WORK REQUEST. Within the entries below, find every line that has the string "Orders", then copy it.

(Stored data entries)

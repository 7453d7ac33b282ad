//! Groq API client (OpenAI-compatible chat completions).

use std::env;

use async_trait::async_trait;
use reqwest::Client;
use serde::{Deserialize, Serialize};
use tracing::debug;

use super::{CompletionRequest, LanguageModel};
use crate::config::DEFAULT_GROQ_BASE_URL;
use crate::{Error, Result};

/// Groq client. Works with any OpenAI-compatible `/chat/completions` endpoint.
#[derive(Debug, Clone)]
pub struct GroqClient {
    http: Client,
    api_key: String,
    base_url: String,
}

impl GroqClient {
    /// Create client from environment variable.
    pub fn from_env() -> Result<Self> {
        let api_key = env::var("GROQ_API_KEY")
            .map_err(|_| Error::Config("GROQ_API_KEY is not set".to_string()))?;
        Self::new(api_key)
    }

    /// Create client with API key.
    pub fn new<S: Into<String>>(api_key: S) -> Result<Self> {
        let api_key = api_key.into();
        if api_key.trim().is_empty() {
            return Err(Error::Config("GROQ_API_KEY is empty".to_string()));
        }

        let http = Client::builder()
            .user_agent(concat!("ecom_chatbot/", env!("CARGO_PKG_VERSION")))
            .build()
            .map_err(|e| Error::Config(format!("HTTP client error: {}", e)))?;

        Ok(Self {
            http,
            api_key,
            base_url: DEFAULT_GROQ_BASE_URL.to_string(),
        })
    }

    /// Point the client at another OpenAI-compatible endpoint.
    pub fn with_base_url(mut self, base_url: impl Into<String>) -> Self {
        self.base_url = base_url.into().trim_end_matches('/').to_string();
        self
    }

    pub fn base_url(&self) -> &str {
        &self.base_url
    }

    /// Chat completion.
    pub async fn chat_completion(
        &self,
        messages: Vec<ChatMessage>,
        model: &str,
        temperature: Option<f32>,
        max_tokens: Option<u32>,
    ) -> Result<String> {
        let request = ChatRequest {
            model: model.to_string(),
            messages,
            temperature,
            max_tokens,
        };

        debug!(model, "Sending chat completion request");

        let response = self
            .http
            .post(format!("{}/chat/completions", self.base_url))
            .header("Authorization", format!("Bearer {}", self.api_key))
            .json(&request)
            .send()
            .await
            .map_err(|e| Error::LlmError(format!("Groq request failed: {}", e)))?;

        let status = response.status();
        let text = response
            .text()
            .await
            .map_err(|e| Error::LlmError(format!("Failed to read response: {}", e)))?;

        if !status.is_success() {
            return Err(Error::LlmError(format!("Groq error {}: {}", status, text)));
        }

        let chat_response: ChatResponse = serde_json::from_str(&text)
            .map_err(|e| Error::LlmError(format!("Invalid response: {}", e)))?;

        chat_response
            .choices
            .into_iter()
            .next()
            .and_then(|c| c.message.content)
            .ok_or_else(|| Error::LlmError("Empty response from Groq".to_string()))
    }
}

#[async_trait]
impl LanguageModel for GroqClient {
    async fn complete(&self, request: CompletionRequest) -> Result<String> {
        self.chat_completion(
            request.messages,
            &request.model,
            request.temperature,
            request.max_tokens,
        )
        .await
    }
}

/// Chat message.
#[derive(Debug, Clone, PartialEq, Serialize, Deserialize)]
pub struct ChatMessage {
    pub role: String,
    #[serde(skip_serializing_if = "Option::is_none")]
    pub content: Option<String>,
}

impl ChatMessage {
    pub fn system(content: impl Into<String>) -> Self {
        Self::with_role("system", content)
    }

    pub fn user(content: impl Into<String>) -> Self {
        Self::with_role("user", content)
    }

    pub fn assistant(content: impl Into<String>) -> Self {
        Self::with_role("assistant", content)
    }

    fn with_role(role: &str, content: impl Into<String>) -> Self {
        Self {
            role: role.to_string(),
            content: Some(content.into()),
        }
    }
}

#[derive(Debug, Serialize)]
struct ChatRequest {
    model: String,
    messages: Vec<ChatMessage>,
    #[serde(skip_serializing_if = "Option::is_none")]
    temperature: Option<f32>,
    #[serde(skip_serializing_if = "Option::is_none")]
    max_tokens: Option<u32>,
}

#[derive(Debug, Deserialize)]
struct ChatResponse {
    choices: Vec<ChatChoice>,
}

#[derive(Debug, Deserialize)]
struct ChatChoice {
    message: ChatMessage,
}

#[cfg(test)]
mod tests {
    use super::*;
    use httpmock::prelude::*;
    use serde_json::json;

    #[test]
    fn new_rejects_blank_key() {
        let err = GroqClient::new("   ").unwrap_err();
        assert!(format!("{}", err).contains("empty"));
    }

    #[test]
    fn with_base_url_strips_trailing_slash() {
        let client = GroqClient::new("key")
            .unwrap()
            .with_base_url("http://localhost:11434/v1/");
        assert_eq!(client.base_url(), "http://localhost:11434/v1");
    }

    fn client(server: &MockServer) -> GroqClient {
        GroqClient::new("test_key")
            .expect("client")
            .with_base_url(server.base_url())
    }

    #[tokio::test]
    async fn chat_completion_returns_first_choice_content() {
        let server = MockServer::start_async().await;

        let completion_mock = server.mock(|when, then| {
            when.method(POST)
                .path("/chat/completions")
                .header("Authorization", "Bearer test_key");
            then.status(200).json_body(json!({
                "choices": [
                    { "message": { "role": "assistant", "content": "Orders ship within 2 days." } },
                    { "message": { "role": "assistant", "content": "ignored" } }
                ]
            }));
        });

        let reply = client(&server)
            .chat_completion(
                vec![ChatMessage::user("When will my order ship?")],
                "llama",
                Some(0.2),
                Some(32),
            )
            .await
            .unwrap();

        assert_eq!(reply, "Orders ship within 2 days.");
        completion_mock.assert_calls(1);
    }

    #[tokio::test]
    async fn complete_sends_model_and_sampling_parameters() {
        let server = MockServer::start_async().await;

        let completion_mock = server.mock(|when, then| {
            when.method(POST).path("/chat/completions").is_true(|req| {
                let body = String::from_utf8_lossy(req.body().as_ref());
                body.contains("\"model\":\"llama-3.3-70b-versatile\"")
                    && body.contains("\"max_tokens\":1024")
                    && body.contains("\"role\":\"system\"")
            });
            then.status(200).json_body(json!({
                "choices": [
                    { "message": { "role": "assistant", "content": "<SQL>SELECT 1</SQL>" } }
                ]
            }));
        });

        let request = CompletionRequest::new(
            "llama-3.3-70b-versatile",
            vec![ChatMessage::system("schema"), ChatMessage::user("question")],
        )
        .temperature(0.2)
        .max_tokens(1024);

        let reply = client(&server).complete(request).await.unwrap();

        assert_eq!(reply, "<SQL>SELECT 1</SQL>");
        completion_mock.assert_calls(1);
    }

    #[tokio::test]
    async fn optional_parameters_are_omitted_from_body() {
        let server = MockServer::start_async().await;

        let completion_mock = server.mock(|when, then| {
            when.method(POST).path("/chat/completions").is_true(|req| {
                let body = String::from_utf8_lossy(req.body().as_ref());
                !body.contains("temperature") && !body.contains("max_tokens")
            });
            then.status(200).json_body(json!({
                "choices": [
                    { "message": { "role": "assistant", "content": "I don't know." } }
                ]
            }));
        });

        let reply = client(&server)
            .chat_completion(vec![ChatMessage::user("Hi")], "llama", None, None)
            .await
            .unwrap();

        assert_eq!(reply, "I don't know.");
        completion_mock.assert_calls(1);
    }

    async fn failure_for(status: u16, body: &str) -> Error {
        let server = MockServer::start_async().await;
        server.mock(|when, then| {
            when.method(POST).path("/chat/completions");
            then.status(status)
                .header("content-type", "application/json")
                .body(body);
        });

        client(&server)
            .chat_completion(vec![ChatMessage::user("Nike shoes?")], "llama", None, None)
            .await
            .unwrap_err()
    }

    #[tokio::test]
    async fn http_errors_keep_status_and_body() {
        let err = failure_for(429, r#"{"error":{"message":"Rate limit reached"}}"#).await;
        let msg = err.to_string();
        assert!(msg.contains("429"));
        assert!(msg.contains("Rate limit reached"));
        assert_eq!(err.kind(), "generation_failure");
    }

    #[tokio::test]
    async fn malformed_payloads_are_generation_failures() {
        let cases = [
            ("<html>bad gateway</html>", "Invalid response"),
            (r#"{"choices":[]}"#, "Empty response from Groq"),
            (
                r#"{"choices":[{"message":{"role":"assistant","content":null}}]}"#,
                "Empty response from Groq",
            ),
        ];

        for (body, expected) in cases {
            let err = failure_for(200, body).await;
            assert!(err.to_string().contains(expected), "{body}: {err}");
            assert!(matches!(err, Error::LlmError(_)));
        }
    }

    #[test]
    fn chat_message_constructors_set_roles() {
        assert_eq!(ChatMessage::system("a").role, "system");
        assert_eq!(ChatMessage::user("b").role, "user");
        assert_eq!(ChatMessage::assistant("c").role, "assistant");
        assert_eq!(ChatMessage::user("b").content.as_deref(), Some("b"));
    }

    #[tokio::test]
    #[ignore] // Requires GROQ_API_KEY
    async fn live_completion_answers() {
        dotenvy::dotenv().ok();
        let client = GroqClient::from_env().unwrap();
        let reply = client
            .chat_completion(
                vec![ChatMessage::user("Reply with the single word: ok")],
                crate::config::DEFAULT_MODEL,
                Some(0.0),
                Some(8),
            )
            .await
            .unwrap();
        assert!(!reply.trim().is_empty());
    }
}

TASK SOLUTION.
                    { "message": { "role": "assistant", "content": "Orders ship within 2 days." } },
        assert_eq!(reply, "Orders ship within 2 days.");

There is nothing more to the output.